Still, more advanced swimming abilities and comfort are required when swimming in a lake, river, or ocean, in cold or turbulent water, and in waves or currents. Swimmers and parents can use the chart below to determine a child’s basic water competency and skills when assessing a swim lesson and water safety program. These swimming abilities must be viewed as a starting point for acquiring additional expertise and comfort in the water.
An excellent place to start when determining the bare minimum level of swimming ability for typical pool situations is with the American Red Cross criteria for water competency.
The primary competency to control breathing, float or tread water, turn in the water, and swim 25 yards using any stroke style is mentioned in the center column of the table below. Anyone who doesn’t have these fundamental abilities should be closely watched, stay in shallow water, wear a life jacket, and seek instruction.

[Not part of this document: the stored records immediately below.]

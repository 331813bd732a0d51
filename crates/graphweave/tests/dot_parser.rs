//! End-to-end tests for Graphviz DOT documents

use graphweave::prelude::*;
use graphweave::{parse, parse_as};

const SERVICES: &str = r#"/* service map */
digraph services {
    graph [rankdir=LR, label="Services"];
    node [shape=box, fontsize=10];
    edge [color=gray];

    subgraph cluster_web {
        label = "Web tier";
        color = blue;
        lb [label="Load balancer"];
        web1; web2;
    }

    db [shape=record, label="<primary> primary|<replica> replica"];

    lb -> { web1 web2 };
    web1 -> db:primary [label="writes"];
    web2 -> db:replica [style=dashed, headport=n];
}
"#;

#[test]
fn test_service_map_graph_attributes() {
    let graph = parse(SERVICES).unwrap();
    assert_eq!(graph.flow(), Some(Flow::East));
    assert_eq!(graph.attribute("label"), Some("Services"));
    assert_eq!(graph.attribute("type"), Some("directed"));
    assert_eq!(graph.attribute("x-dot-name"), Some("services"));
}

#[test]
fn test_service_map_nodes() {
    let graph = parse(SERVICES).unwrap();
    let lb = graph.node("lb").unwrap();
    assert_eq!(lb.label, "Load balancer");
    assert_eq!(lb.attribute("shape"), Some("rect"));
    assert_eq!(lb.attribute("font-size"), Some("10px"));

    assert!(!graph.has_node("db"));
    let primary = graph.node("db.0").unwrap();
    assert_eq!(primary.label, "primary");
    assert_eq!(primary.attribute("autosplit-port"), Some("primary"));
    assert_eq!(primary.attribute("font-size"), Some("10px"));
    let replica = graph.node("db.1").unwrap();
    assert_eq!(replica.origin.as_deref(), Some("db.0"));
}

#[test]
fn test_service_map_group() {
    let graph = parse(SERVICES).unwrap();
    assert_eq!(graph.group_count(), 1);
    let web = graph.group_by_name("cluster_web").unwrap();
    assert_eq!(web.attribute("label"), Some("Web tier"));
    assert_eq!(web.attribute("bordercolor"), Some("blue"));
    let members: Vec<_> = web.members.iter().map(String::as_str).collect();
    assert_eq!(members, vec!["lb", "web1", "web2"]);
}

#[test]
fn test_service_map_edges() {
    let graph = parse(SERVICES).unwrap();
    assert_eq!(graph.edge_count(), 4);
    assert!(graph.has_edge("lb", "web1"));
    assert!(graph.has_edge("lb", "web2"));
    assert!(graph.has_edge("web1", "db.0"));
    assert!(graph.has_edge("web2", "db.1"));

    for edge in graph.edges() {
        assert_eq!(edge.attribute("color"), Some("gray"));
    }
    let writes = graph.edges().find(|e| e.to == "db.0").unwrap();
    assert_eq!(writes.label, "writes");
    let reads = graph.edges().find(|e| e.to == "db.1").unwrap();
    assert_eq!(reads.attribute("style"), Some("dashed"));
    assert_eq!(reads.attribute("end"), Some("north"));
}

#[test]
fn test_undirected_strict_graph() {
    let graph = parse_as("strict graph { a -- b; b -- a; a -- c }", Format::Graphviz).unwrap();
    assert_eq!(graph.attribute("type"), Some("undirected"));
    assert_eq!(graph.edge_count(), 2);
    assert!(graph.edges().all(|e| e.undirected));
}

#[test]
fn test_record_split_in_default_flow() {
    let graph = parse("digraph { r [shape=record, label=\"A|B||C\"] }").unwrap();
    let ids: Vec<_> = graph.node_ids().collect();
    assert_eq!(ids, vec!["r.0", "r.1", "r.2"]);
    let b = graph.node("r.1").unwrap();
    assert_eq!((b.origin.as_deref(), b.dx, b.dy), (Some("r.0"), 1, 0));
    let c = graph.node("r.2").unwrap();
    assert_eq!((c.origin.as_deref(), c.dx, c.dy), (Some("r.0"), 0, 1));
}

#[test]
fn test_label_set_after_edges_splits_late() {
    let graph = parse("digraph { x -> r; r [shape=record, label=\"A|B\"] }").unwrap();
    assert!(!graph.has_node("r"));
    assert!(graph.has_edge("x", "r.0"));
}

#[test]
fn test_reopened_subgraph() {
    let graph = parse("digraph { subgraph s { a } b; subgraph s { c } }").unwrap();
    assert_eq!(graph.group_count(), 1);
    let group = graph.group_by_name("s").unwrap();
    assert!(group.members.contains("a"));
    assert!(group.members.contains("c"));
    assert!(!group.members.contains("b"));
}

#[test]
fn test_quoted_and_numeric_ids() {
    let graph = parse("digraph { \"New York\" -> 42 -> \"a\\\"b\" }").unwrap();
    assert!(graph.has_edge("New York", "42"));
    assert!(graph.has_edge("42", "a\"b"));
}

#[test]
fn test_attributes_reach_existing_nodes() {
    let graph = parse("digraph { a -> b; a [color=red]; b [fillcolor=yellow] }").unwrap();
    assert_eq!(graph.node("a").unwrap().attribute("bordercolor"), Some("red"));
    assert_eq!(graph.node("b").unwrap().attribute("fill"), Some("yellow"));
}

#[test]
fn test_unknown_attributes_keep_vendor_prefix() {
    let graph = parse("digraph { a [penwidth=2]; a -> b [weight=3] }").unwrap();
    assert_eq!(graph.node("a").unwrap().attribute("x-dot-penwidth"), Some("2"));
    assert_eq!(graph.edge(0).unwrap().attribute("x-dot-weight"), Some("3"));
}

A person who barely satisfies the requirements set forth by the American Red Cross for water competency is still a beginner, is not a strong swimmer, and might not yet be prepared for instruction or participation in a variety of water sports outside of swimming pools, such as snorkeling, wakeboarding, surfing, or helping with in-water rescues. The best way to learn advanced abilities is through specialist programs; they might not be included in broader learn-to-swim progressions.